— YOUR OBJECTIVE —
Only the lines below starting at the one containing "max_num_len: 750 *" and ending at the one containing "data[src] << bit_shift;" belong in the answer, each copied exactly.
########################################
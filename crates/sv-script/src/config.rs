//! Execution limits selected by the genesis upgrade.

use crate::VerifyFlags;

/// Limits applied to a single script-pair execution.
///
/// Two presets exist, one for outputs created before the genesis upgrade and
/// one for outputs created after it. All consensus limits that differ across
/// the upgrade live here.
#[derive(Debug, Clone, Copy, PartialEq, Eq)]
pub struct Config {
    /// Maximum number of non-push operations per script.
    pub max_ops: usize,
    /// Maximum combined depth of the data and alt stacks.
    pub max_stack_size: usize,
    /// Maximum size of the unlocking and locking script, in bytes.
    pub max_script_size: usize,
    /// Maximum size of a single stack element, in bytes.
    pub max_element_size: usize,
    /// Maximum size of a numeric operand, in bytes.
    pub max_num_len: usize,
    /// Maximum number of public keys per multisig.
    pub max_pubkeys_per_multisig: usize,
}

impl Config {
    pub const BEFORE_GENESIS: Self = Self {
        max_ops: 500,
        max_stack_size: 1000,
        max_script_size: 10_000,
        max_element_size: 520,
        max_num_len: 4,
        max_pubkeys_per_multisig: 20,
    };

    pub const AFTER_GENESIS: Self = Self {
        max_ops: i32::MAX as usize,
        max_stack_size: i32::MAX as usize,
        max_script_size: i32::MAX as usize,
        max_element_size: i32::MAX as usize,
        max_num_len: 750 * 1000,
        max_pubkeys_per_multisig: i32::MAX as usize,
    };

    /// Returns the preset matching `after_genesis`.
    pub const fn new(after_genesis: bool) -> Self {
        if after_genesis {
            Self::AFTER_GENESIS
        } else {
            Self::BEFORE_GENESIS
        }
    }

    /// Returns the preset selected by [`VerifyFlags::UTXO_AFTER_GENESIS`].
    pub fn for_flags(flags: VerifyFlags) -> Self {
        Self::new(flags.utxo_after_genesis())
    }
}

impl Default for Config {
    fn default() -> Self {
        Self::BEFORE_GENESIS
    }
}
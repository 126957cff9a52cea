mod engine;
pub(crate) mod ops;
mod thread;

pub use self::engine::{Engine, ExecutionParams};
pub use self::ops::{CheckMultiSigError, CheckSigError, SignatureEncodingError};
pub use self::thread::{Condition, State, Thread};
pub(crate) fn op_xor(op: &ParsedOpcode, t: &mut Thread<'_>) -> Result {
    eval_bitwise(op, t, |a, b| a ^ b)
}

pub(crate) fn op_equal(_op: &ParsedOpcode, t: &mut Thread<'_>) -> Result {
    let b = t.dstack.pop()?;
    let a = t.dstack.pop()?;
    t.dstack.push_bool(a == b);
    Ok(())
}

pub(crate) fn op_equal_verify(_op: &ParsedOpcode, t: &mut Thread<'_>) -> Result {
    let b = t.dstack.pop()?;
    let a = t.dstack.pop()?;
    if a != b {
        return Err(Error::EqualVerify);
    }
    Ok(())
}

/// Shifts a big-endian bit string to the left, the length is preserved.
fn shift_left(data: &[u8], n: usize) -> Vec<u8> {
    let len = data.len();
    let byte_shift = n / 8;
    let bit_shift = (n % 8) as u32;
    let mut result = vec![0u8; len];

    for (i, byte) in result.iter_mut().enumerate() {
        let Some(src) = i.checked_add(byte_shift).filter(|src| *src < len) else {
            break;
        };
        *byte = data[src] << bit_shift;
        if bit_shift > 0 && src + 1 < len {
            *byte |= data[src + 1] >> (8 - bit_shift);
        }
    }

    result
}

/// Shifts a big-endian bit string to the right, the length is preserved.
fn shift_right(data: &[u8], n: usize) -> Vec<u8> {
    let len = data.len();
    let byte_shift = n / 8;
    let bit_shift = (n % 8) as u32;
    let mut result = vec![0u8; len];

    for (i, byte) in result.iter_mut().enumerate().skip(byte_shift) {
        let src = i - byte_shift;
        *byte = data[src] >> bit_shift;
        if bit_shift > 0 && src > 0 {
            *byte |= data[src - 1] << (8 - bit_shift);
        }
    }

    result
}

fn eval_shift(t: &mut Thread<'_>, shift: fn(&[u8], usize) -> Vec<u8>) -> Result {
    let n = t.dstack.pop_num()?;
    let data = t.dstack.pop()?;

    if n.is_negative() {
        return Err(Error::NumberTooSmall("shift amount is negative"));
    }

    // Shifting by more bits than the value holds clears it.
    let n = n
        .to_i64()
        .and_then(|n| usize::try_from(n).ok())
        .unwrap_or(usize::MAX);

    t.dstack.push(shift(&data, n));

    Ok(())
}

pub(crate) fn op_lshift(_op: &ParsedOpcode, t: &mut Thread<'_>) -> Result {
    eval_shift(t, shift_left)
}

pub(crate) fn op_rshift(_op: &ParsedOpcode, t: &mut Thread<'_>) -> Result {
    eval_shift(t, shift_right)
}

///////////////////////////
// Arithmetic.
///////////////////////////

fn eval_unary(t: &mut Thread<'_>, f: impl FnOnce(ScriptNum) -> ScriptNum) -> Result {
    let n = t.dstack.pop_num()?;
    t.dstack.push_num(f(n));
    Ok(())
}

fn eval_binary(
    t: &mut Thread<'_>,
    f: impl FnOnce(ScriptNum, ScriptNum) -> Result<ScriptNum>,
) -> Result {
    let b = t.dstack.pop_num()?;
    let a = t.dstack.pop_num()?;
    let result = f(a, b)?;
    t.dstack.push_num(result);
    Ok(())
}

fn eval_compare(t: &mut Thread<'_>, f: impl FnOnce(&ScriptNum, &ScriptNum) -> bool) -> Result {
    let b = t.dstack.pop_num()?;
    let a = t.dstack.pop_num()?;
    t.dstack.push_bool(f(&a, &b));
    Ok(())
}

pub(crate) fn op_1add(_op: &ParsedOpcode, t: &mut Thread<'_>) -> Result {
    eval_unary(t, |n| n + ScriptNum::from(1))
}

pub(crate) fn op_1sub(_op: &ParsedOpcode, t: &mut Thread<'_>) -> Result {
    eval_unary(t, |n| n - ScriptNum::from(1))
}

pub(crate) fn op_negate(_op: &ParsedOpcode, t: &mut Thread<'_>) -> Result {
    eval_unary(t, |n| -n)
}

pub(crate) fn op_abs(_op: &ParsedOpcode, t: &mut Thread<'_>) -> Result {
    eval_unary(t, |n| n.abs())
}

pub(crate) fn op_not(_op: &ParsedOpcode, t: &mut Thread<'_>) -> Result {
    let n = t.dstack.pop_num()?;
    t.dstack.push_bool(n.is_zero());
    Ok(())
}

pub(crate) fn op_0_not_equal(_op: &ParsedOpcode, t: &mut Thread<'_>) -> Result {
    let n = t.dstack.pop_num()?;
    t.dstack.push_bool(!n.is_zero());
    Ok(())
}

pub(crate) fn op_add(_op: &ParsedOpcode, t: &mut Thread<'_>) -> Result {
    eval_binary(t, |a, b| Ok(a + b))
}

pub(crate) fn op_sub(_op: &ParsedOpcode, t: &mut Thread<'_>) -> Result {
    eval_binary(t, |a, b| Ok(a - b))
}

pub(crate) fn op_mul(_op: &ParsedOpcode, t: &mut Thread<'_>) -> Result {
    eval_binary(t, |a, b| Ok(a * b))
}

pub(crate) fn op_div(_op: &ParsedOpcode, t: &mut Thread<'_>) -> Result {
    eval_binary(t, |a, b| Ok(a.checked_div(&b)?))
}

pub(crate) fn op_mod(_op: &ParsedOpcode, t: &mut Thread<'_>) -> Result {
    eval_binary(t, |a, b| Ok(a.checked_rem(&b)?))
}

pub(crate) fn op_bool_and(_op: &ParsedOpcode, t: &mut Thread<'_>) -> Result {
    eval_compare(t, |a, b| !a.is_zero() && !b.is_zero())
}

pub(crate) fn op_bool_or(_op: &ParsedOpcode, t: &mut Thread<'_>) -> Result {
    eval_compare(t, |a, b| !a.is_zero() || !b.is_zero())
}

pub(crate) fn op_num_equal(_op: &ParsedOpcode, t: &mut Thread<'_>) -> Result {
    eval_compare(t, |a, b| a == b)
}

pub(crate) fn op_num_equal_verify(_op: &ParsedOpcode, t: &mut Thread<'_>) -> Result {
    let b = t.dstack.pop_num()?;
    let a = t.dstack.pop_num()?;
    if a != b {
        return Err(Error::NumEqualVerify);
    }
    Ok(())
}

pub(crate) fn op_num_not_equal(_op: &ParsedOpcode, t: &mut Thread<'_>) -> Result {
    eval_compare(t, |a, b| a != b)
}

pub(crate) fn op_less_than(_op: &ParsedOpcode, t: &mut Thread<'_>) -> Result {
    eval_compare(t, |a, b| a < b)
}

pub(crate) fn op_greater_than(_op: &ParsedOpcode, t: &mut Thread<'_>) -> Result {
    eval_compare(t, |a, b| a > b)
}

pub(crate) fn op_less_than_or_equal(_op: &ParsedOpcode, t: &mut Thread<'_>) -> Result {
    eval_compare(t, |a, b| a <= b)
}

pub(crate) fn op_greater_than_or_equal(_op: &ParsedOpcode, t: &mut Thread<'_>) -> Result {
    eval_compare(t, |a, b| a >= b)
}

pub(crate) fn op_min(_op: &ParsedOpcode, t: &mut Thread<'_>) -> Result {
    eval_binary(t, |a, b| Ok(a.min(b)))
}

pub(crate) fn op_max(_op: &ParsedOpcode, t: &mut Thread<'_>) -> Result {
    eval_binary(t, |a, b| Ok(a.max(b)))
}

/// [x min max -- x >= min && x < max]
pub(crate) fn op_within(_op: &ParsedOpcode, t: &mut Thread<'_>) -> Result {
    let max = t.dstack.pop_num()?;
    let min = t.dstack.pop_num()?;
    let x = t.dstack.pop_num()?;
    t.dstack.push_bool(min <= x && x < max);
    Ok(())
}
########################################
— RESULT OF THE EXERCISE —
        max_num_len: 750 * 1000,
        max_pubkeys_per_multisig: i32::MAX as usize,
    };

    /// Returns the preset matching `after_genesis`.
    pub const fn new(after_genesis: bool) -> Self {
        if after_genesis {
            Self::AFTER_GENESIS
        } else {
            Self::BEFORE_GENESIS
        }
    }

    /// Returns the preset selected by [`VerifyFlags::UTXO_AFTER_GENESIS`].
    pub fn for_flags(flags: VerifyFlags) -> Self {
        Self::new(flags.utxo_after_genesis())
    }
}

impl Default for Config {
    fn default() -> Self {
        Self::BEFORE_GENESIS
    }
}
repository 126957cff9a52cea
mod engine;
pub(crate) mod ops;
mod thread;

pub use self::engine::{Engine, ExecutionParams};
pub use self::ops::{CheckMultiSigError, CheckSigError, SignatureEncodingError};
pub use self::thread::{Condition, State, Thread};
pub(crate) fn op_xor(op: &ParsedOpcode, t: &mut Thread<'_>) -> Result {
    eval_bitwise(op, t, |a, b| a ^ b)
}

pub(crate) fn op_equal(_op: &ParsedOpcode, t: &mut Thread<'_>) -> Result {
    let b = t.dstack.pop()?;
    let a = t.dstack.pop()?;
    t.dstack.push_bool(a == b);
    Ok(())
}

pub(crate) fn op_equal_verify(_op: &ParsedOpcode, t: &mut Thread<'_>) -> Result {
    let b = t.dstack.pop()?;
    let a = t.dstack.pop()?;
    if a != b {
        return Err(Error::EqualVerify);
    }
    Ok(())
}

/// Shifts a big-endian bit string to the left, the length is preserved.
fn shift_left(data: &[u8], n: usize) -> Vec<u8> {
    let len = data.len();
    let byte_shift = n / 8;
    let bit_shift = (n % 8) as u32;
    let mut result = vec![0u8; len];

    for (i, byte) in result.iter_mut().enumerate() {
        let Some(src) = i.checked_add(byte_shift).filter(|src| *src < len) else {
            break;
        };
        *byte = data[src] << bit_shift;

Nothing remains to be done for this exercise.